● **WHAT IS NEEDED**
Report, in full, each line of the material below in which the string "namespaces" occurs.

● **AVAILABLE DATA**

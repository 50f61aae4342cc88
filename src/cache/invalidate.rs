//! Invalidate Module
//!
//! Clears a list of namespaces, then runs the wrapped function.

use std::future::{self, Future};
use std::sync::Arc;

use futures::future::join_all;
use tracing::{debug, error};

use crate::cache::round_trip;
use crate::codec::{Codec, FromValue, ToValue};
use crate::error::{CacheError, Result};
use crate::runtime;
use crate::store::Store;

// == Invalidate ==
/// A configured clearing wrapper, created by [`Cache::invalidate`](crate::Cache::invalidate).
#[derive(Clone)]
pub struct Invalidate {
    store: Arc<dyn Store>,
    codec: Codec,
    namespaces: Vec<String>,
}

impl Invalidate {
    pub(crate) fn new(store: Arc<dyn Store>, codec: Codec, namespaces: Vec<String>) -> Self {
        Self {
            store,
            codec,
            namespaces,
        }
    }

    pub fn namespaces(&self) -> &[String] {
        &self.namespaces
    }

    // == Clear ==
    /// Clears every namespace concurrently and returns how many failed.
    ///
    /// Each failure is logged on its own; none stops the others.
    pub async fn clear(&self) -> usize {
        let clears = self.namespaces.iter().map(|namespace| async move {
            (namespace, self.store.clear(namespace).await)
        });

        let mut failed = 0;
        for (namespace, outcome) in join_all(clears).await {
            match outcome {
                Ok(()) => debug!(namespace = %namespace, "Cleared namespace"),
                Err(err) => {
                    failed += 1;
                    error!(
                        namespace = %namespace,
                        namespaces = ?self.namespaces,
                        error = %err,
                        "Error to clear cache"
                    );
                }
            }
        }
        failed
    }

    // == Call ==
    /// Clears the namespaces, then runs `f` and returns its result as it
    /// would read back from a store.
    pub async fn call<T, F, Fut>(&self, f: F) -> Result<T>
    where
        T: ToValue + FromValue,
        F: FnOnce() -> Fut,
        Fut: Future<Output = anyhow::Result<T>>,
    {
        self.clear().await;
        let result = f().await.map_err(CacheError::Function)?;
        round_trip(&self.codec, &result)
    }

    /// [`call`](Self::call) for a synchronous caller and function.
    pub fn call_blocking<T, F>(&self, f: F) -> Result<T>
    where
        T: ToValue + FromValue + Send,
        F: FnOnce() -> anyhow::Result<T> + Send,
    {
        runtime::block_on(self.call(move || future::ready(f())))?
    }

    /// [`call`](Self::call) for a synchronous caller of an async function.
    pub fn call_blocking_async<T, F, Fut>(&self, f: F) -> Result<T>
    where
        T: ToValue + FromValue + Send,
        F: FnOnce() -> Fut + Send,
        Fut: Future<Output = anyhow::Result<T>> + Send,
    {
        runtime::block_on(self.call(f))?
    }
}

impl std::fmt::Debug for Invalidate {
    fn fmt(&self, f: &mut std::fmt::Formatter<'_>) -> std::fmt::Result {
        f.debug_struct("Invalidate")
            .field("namespaces", &self.namespaces)
            .finish()
    }
}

● **RESPONSE TO THE EXERCISE**
//! Clears a list of namespaces, then runs the wrapped function.
    namespaces: Vec<String>,
    pub(crate) fn new(store: Arc<dyn Store>, codec: Codec, namespaces: Vec<String>) -> Self {
            namespaces,
    pub fn namespaces(&self) -> &[String] {
        &self.namespaces
        let clears = self.namespaces.iter().map(|namespace| async move {
                        namespaces = ?self.namespaces,
    /// Clears the namespaces, then runs `f` and returns its result as it
            .field("namespaces", &self.namespaces)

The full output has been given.